Data extract:
Content starts

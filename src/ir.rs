//! Intermediate Representation (IR) for compiled templates.
//!
//! A `Block` is one node-level list of instruction records. Blocks nest: a
//! `ChildRecurse` record owns the complete block of the element it adds.
//! Nothing in a block depends on the dynamic values, so one block can be built
//! any number of times.

use crate::types::{FieldIndex, Literal};
use serde::{Deserialize, Serialize};

/// Operation tag of an instruction record.
#[derive(Debug, Clone, Copy, PartialEq, Eq, Hash, Serialize, Deserialize)]
pub enum Opcode {
    TagSet,
    PropsAssign,
    PropSet,
    PropAppend,
    ChildAppend,
    ChildRecurse,
}

/// A single instruction record.
///
/// Operands with a `field` read the embedded `literal` when the field index is
/// 0 and the dynamic value at `field - 1` otherwise.
#[derive(Debug, Clone, PartialEq, Serialize, Deserialize)]
pub enum Instruction {
    /// Set the element's tag name.
    TagSet { field: FieldIndex, literal: String },
    /// Append a spread placeholder; closes the open named-attribute set.
    PropsAssign { field: FieldIndex },
    /// Open attribute `name` with its first value part.
    PropSet {
        name: String,
        field: FieldIndex,
        literal: Literal,
    },
    /// Add another value part to attribute `name`.
    PropAppend {
        name: String,
        field: FieldIndex,
        literal: Literal,
    },
    /// Add text or a dynamic value as a child.
    ChildAppend { field: FieldIndex, literal: String },
    /// Add a nested element described by `block`.
    ChildRecurse { block: Block },
}

impl Instruction {
    pub fn opcode(&self) -> Opcode {
        match self {
            Instruction::TagSet { .. } => Opcode::TagSet,
            Instruction::PropsAssign { .. } => Opcode::PropsAssign,
            Instruction::PropSet { .. } => Opcode::PropSet,
            Instruction::PropAppend { .. } => Opcode::PropAppend,
            Instruction::ChildAppend { .. } => Opcode::ChildAppend,
            Instruction::ChildRecurse { .. } => Opcode::ChildRecurse,
        }
    }

    /// Field index of the operand, `None` for `ChildRecurse`.
    pub fn field(&self) -> Option<FieldIndex> {
        match self {
            Instruction::TagSet { field, .. }
            | Instruction::PropsAssign { field }
            | Instruction::PropSet { field, .. }
            | Instruction::PropAppend { field, .. }
            | Instruction::ChildAppend { field, .. } => Some(*field),
            Instruction::ChildRecurse { .. } => None,
        }
    }
}

/// One node-level list of instruction records.
#[derive(Debug, Clone, Default, PartialEq, Serialize, Deserialize)]
#[serde(transparent)]
pub struct Block {
    instructions: Vec<Instruction>,
}

impl Block {
    pub fn new() -> Self {
        Self::default()
    }

    pub fn push(&mut self, instruction: Instruction) {
        self.instructions.push(instruction);
    }

    pub fn instructions(&self) -> &[Instruction] {
        &self.instructions
    }

    pub fn len(&self) -> usize {
        self.instructions.len()
    }

    pub fn is_empty(&self) -> bool {
        self.instructions.is_empty()
    }

    /// Highest field index referenced anywhere in this block and its nested
    /// blocks, i.e. the number of dynamic values a build needs at least.
    pub fn field_count(&self) -> usize {
        self.instructions
            .iter()
            .map(|instr| match instr {
                Instruction::ChildRecurse { block } => block.field_count(),
                other => other.field().map_or(0, |f| f.0),
            })
            .max()
            .unwrap_or(0)
    }
}

impl From<Vec<Instruction>> for Block {
    fn from(instructions: Vec<Instruction>) -> Self {
        Self { instructions }
    }
}

impl<'a> IntoIterator for &'a Block {
    type Item = &'a Instruction;
    type IntoIter = std::slice::Iter<'a, Instruction>;

    fn into_iter(self) -> Self::IntoIter {
        self.instructions.iter()
    }
}

#[cfg(test)]
mod tests {
    use super::*;

    #[test]
    fn test_opcode_mapping() {
        let instr = Instruction::PropAppend {
            name: "class".into(),
            field: FieldIndex(2),
            literal: Literal::Str(String::new()),
        };
        assert_eq!(instr.opcode(), Opcode::PropAppend);
        assert_eq!(instr.field(), Some(FieldIndex(2)));
        let recurse = Instruction::ChildRecurse { block: Block::new() };
        assert_eq!(recurse.opcode(), Opcode::ChildRecurse);
        assert_eq!(recurse.field(), None);
    }

    #[test]
    fn test_field_count_descends_into_children() {
        let inner = Block::from(vec![
            Instruction::TagSet { field: FieldIndex::LITERAL, literal: "b".into() },
            Instruction::ChildAppend { field: FieldIndex(3), literal: String::new() },
        ]);
        let outer = Block::from(vec![
            Instruction::ChildAppend { field: FieldIndex(1), literal: String::new() },
            Instruction::ChildRecurse { block: inner },
        ]);
        assert_eq!(outer.field_count(), 3);
        assert_eq!(Block::new().field_count(), 0);
    }

    #[test]
    fn test_block_serialization_deserialization() {
        let block = Block::from(vec![
            Instruction::TagSet { field: FieldIndex::LITERAL, literal: "div".into() },
            Instruction::PropSet {
                name: "disabled".into(),
                field: FieldIndex::LITERAL,
                literal: Literal::Bool(true),
            },
            Instruction::PropsAssign { field: FieldIndex(1) },
        ]);
        let json = serde_json::to_string(&block).unwrap();
        let deser: Block = serde_json::from_str(&json).unwrap();
        assert_eq!(block, deser);
    }
}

Content ends

What you will do: Copy the records exactly, keeping every word in place.

Result below:
filename src/ir.rs
//! Intermediate Representation (IR) for compiled templates.
//!
//! A `Block` is one node-level list of instruction records. Blocks nest: a
//! `ChildRecurse` record owns the complete block of the element it adds.
//! Nothing in a block depends on the dynamic values, so one block can be built
//! any number of times.

use crate::types::{FieldIndex, Literal};
use serde::{Deserialize, Serialize};

/// Operation tag of an instruction record.
#[derive(Debug, Clone, Copy, PartialEq, Eq, Hash, Serialize, Deserialize)]
pub enum Opcode {
    TagSet,
    PropsAssign,
    PropSet,
    PropAppend,
    ChildAppend,
    ChildRecurse,
}

/// A single instruction record.
///
/// Operands with a `field` read the embedded `literal` when the field index is
/// 0 and the dynamic value at `field - 1` otherwise.
#[derive(Debug, Clone, PartialEq, Serialize, Deserialize)]
pub enum Instruction {
    /// Set the element's tag name.
    TagSet { field: FieldIndex, literal: String },
    /// Append a spread placeholder; closes the open named-attribute set.
    PropsAssign { field: FieldIndex },
    /// Open attribute `name` with its first value part.
    PropSet {
        name: String,
        field: FieldIndex,
        literal: Literal,
    },
    /// Add another value part to attribute `name`.
    PropAppend {
        name: String,
        field: FieldIndex,
        literal: Literal,
    },
    /// Add text or a dynamic value as a child.
    ChildAppend { field: FieldIndex, literal: String },
    /// Add a nested element described by `block`.
    ChildRecurse { block: Block },
}

impl Instruction {
    pub fn opcode(&self) -> Opcode {
        match self {
            Instruction::TagSet { .. } => Opcode::TagSet,
            Instruction::PropsAssign { .. } => Opcode::PropsAssign,
            Instruction::PropSet { .. } => Opcode::PropSet,
            Instruction::PropAppend { .. } => Opcode::PropAppend,
            Instruction::ChildAppend { .. } => Opcode::ChildAppend,
            Instruction::ChildRecurse { .. } => Opcode::ChildRecurse,
        }
    }

    /// Field index of the operand, `None` for `ChildRecurse`.
    pub fn field(&self) -> Option<FieldIndex> {
        match self {
            Instruction::TagSet { field, .. }
            | Instruction::PropsAssign { field }
            | Instruction::PropSet { field, .. }
            | Instruction::PropAppend { field, .. }
            | Instruction::ChildAppend { field, .. } => Some(*field),
            Instruction::ChildRecurse { .. } => None,
        }
    }
}

/// One node-level list of instruction records.
#[derive(Debug, Clone, Default, PartialEq, Serialize, Deserialize)]
#[serde(transparent)]
pub struct Block {
    instructions: Vec<Instruction>,
}

impl Block {
    pub fn new() -> Self {
        Self::default()
    }

    pub fn push(&mut self, instruction: Instruction) {
        self.instructions.push(instruction);
    }

    pub fn instructions(&self) -> &[Instruction] {
        &self.instructions
    }

    pub fn len(&self) -> usize {
        self.instructions.len()
    }

    pub fn is_empty(&self) -> bool {
        self.instructions.is_empty()
    }

    /// Highest field index referenced anywhere in this block and its nested
    /// blocks, i.e. the number of dynamic values a build needs at least.
    pub fn field_count(&self) -> usize {
        self.instructions
            .iter()
            .map(|instr| match instr {
                Instruction::ChildRecurse { block } => block.field_count(),
                other => other.field().map_or(0, |f| f.0),
            })
            .max()
            .unwrap_or(0)
    }
}

impl From<Vec<Instruction>> for Block {
    fn from(instructions: Vec<Instruction>) -> Self {
        Self { instructions }
    }
}

impl<'a> IntoIterator for &'a Block {
    type Item = &'a Instruction;
    type IntoIter = std::slice::Iter<'a, Instruction>;

    fn into_iter(self) -> Self::IntoIter {
        self.instructions.iter()
    }
}

#[cfg(test)]
mod tests {
    use super::*;

    #[test]
    fn test_opcode_mapping() {
        let instr = Instruction::PropAppend {
            name: "class".into(),
            field: FieldIndex(2),
            literal: Literal::Str(String::new()),
        };
        assert_eq!(instr.opcode(), Opcode::PropAppend);
        assert_eq!(instr.field(), Some(FieldIndex(2)));
        let recurse = Instruction::ChildRecurse { block: Block::new() };
        assert_eq!(recurse.opcode(), Opcode::ChildRecurse);
        assert_eq!(recurse.field(), None);
    }

    #[test]
    fn test_field_count_descends_into_children() {
        let inner = Block::from(vec![
            Instruction::TagSet { field: FieldIndex::LITERAL, literal: "b".into() },
            Instruction::ChildAppend { field: FieldIndex(3), literal: String::new() },
        ]);
        let outer = Block::from(vec![
            Instruction::ChildAppend { field: FieldIndex(1), literal: String::new() },
            Instruction::ChildRecurse { block: inner },
        ]);
        assert_eq!(outer.field_count(), 3);
        assert_eq!(Block::new().field_count(), 0);
    }

    #[test]
    fn test_block_serialization_deserialization() {
        let block = Block::from(vec![
            Instruction::TagSet { field: FieldIndex::LITERAL, literal: "div".into() },
            Instruction::PropSet {
                name: "disabled".into(),
                field: FieldIndex::LITERAL,
                literal: Literal::Bool(true),
            },
            Instruction::PropsAssign { field: FieldIndex(1) },
        ]);
        let json = serde_json::to_string(&block).unwrap();
        let deser: Block = serde_json::from_str(&json).unwrap();
        assert_eq!(block, deser);
    }
}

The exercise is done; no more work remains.